Production and characterization of EBV-like particles (EBV-LPs). (a) Generation of EBV-LPs in CHO cells stably expressing five EBV glycoproteins. CHO cells stably expressing the five glycoproteins were co-transfected with plasmids encoding NDV-M and NDV-NP proteins (amino acid numbers in each of the NDV proteins are shown) to induce production of EBV-LPs. After transfection, supernatants were collected between 24–120 h post-transfection and EBV-LPs were pelleted by ultracentrifugation and purified through a sucrose density gradient (EBV-LP layer shown by red arrow); (b) Immunoblot analysis of purified EBV-LPs.
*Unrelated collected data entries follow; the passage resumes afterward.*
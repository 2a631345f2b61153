//! 分析与隐私请求实体定义
//!
//! 这些表由仓库外部的分析流水线写入，这里只提供行映射。

use chrono::{DateTime, NaiveDate, Utc};
use serde::{Deserialize, Serialize};
use sqlx::types::Json;

use super::enums::{DeliveryChannel, ExportFormat, RequestStatus, TrendDirection};

/// 商户周交易汇总
#[derive(Debug, Clone, Serialize, Deserialize, sqlx::FromRow)]
#[serde(rename_all = "camelCase")]
pub struct WeeklyTradingSummary {
    pub id: String,
    pub vendor_id: String,
    /// 周一日期
    pub week_start: NaiveDate,
    pub total_trades: i32,
    pub total_volume: f64,
    pub total_value: f64,
    pub avg_negotiation_rounds: f64,
    pub top_commodities: Vec<String>,
    pub created_at: DateTime<Utc>,
}

/// 数据导出请求
#[derive(Debug, Clone, Serialize, Deserialize, sqlx::FromRow)]
#[serde(rename_all = "camelCase")]
pub struct DataExportRequest {
    pub id: String,
    pub vendor_id: String,
    pub status: RequestStatus,
    pub format: ExportFormat,
    #[sqlx(default)]
    pub download_url: Option<String>,
    pub requested_at: DateTime<Utc>,
    #[sqlx(default)]
    pub completed_at: Option<DateTime<Utc>>,
    #[sqlx(default)]
    pub expires_at: Option<DateTime<Utc>>,
}

/// 数据删除请求
///
/// 默认在申请 30 天后执行
#[derive(Debug, Clone, Serialize, Deserialize, sqlx::FromRow)]
#[serde(rename_all = "camelCase")]
pub struct DataDeletionRequest {
    pub id: String,
    pub vendor_id: String,
    pub status: RequestStatus,
    #[sqlx(default)]
    pub reason: Option<String>,
    pub requested_at: DateTime<Utc>,
    pub scheduled_for: DateTime<Utc>,
    #[sqlx(default)]
    pub completed_at: Option<DateTime<Utc>>,
}

/// 洞察推送记录
#[derive(Debug, Clone, Serialize, Deserialize, sqlx::FromRow)]
#[serde(rename_all = "camelCase")]
pub struct InsightDeliveryLog {
    pub id: String,
    pub vendor_id: String,
    pub insight_type: String,
    pub channel: DeliveryChannel,
    pub payload: Json<serde_json::Value>,
    pub delivered_at: DateTime<Utc>,
    #[sqlx(default)]
    pub opened_at: Option<DateTime<Utc>>,
}

/// 商户交易表现快照（按日）
#[derive(Debug, Clone, Serialize, Deserialize, sqlx::FromRow)]
#[serde(rename_all = "camelCase")]
pub struct TradingPerformanceSnapshot {
    pub id: String,
    pub vendor_id: String,
    pub snapshot_date: NaiveDate,
    /// 成交率，取值 0-1
    pub success_rate: f64,
    pub avg_price_delta: f64,
    pub trust_score: f64,
    pub active_sessions: i32,
    pub created_at: DateTime<Utc>,
}

/// 市场价格趋势分析
#[derive(Debug, Clone, Serialize, Deserialize, sqlx::FromRow)]
#[serde(rename_all = "camelCase")]
pub struct MarketTrendAnalysis {
    pub id: String,
    pub commodity: String,
    pub market_location: String,
    pub period_start: NaiveDate,
    pub period_end: NaiveDate,
    pub avg_price: f64,
    pub min_price: f64,
    pub max_price: f64,
    pub trend: TrendDirection,
    pub volatility: f64,
    pub created_at: DateTime<Utc>,
}

impl MarketTrendAnalysis {
    /// 统计区间天数（含首尾）
    pub fn period_days(&self) -> i64 {
        (self.period_end - self.period_start).num_days() + 1
    }
}

/// 商户分析偏好
#[derive(Debug, Clone, Serialize, Deserialize, sqlx::FromRow)]
#[serde(rename_all = "camelCase")]
pub struct VendorAnalyticsPreferences {
    pub vendor_id: String,
    pub weekly_summary_enabled: bool,
    pub insight_channel: DeliveryChannel,
    pub data_sharing_consent: bool,
    pub updated_at: DateTime<Utc>,
}
//! 路由配置模块
//!
//! 定义所有 REST API 端点的路由映射

use axum::{
    Router, middleware,
    routing::{get, post},
};
use mandi_shared::config::CorsConfig;
use mandi_shared::observability::middleware as obs_middleware;

use crate::handlers::{auth, fallback, health, price_discovery, translation, vendor};
use crate::middleware::{cors_layer, security_headers};
use crate::state::AppState;

/// `/api/v1` 下的业务路由
pub fn api_routes() -> Router<AppState> {
    Router::new()
        .route("/test", get(health::api_test))
        // 价格发现
        .route("/price-discovery/search", get(price_discovery::search))
        // 翻译
        .route("/translation/languages", get(translation::languages))
        .route("/translation/translate", post(translation::translate))
        // 认证
        .route("/auth/login", post(auth::login))
        .route("/auth/register", post(auth::register))
        .route("/auth/logout", post(auth::logout))
        // 商户
        .route("/vendors/profile/{vendor_id}", get(vendor::get_profile))
}

/// 构建完整应用
///
/// 未匹配的路径统一交给 `fallback::handle_unmatched`（嵌套路由继承外层兜底）
pub fn build_router(state: AppState, cors: &CorsConfig) -> Router {
    Router::new()
        .route("/health", get(health::health_check))
        .route("/ready", get(health::readiness_check))
        .nest("/api/v1", api_routes())
        .fallback(fallback::handle_unmatched)
        .layer(middleware::from_fn(security_headers))
        .layer(cors_layer(cors))
        // 可观测性中间件：请求追踪和指标收集
        .layer(middleware::from_fn(obs_middleware::http_tracing))
        .layer(middleware::from_fn(obs_middleware::request_id))
        .with_state(state)
}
After lysis, purified EBV-LPs were resolved on a 4–12% polyacrylamide gel, transferred to a polyvinylidene fluoride membrane, and analyzed by immunoblot with anti-2A polyclonal, anti-NDV-NP polyclonal, anti-gp350 monoclonal (72A1), and anti-gH/gL polyclonal primary antibodies, as indicated. Untransfected CHO cells (CHO), CHO cells transfected with “empty” pCAGGS vector (CHO pCAGGS), CHO cells transfected with pCAGGS-NDV-NP vector alone (CHO NP), CHO cells transfected with pCAGGS-gH/gL-WT (CHO gH/gL), and stable CHO cells expressing EBV gp35-F-gB-F-gp42-gL-gH-F (CHO EBV 5in1) served as controls when indicated; (c) TEM analysis of purified EBV-LPs. Purified EBV virions and EBV-LPs were fixed in 4% paraformaldehyde and adsorbed to glow-discharged, carbon-coated, 200-mesh EM grids. Micrographs were collected using an FEI Tecnai 12 TEM and recorded with a Gatan 2 × 2 k CCD camera at a magnification of 21,000X and a defocus value of ∼1.5 μm.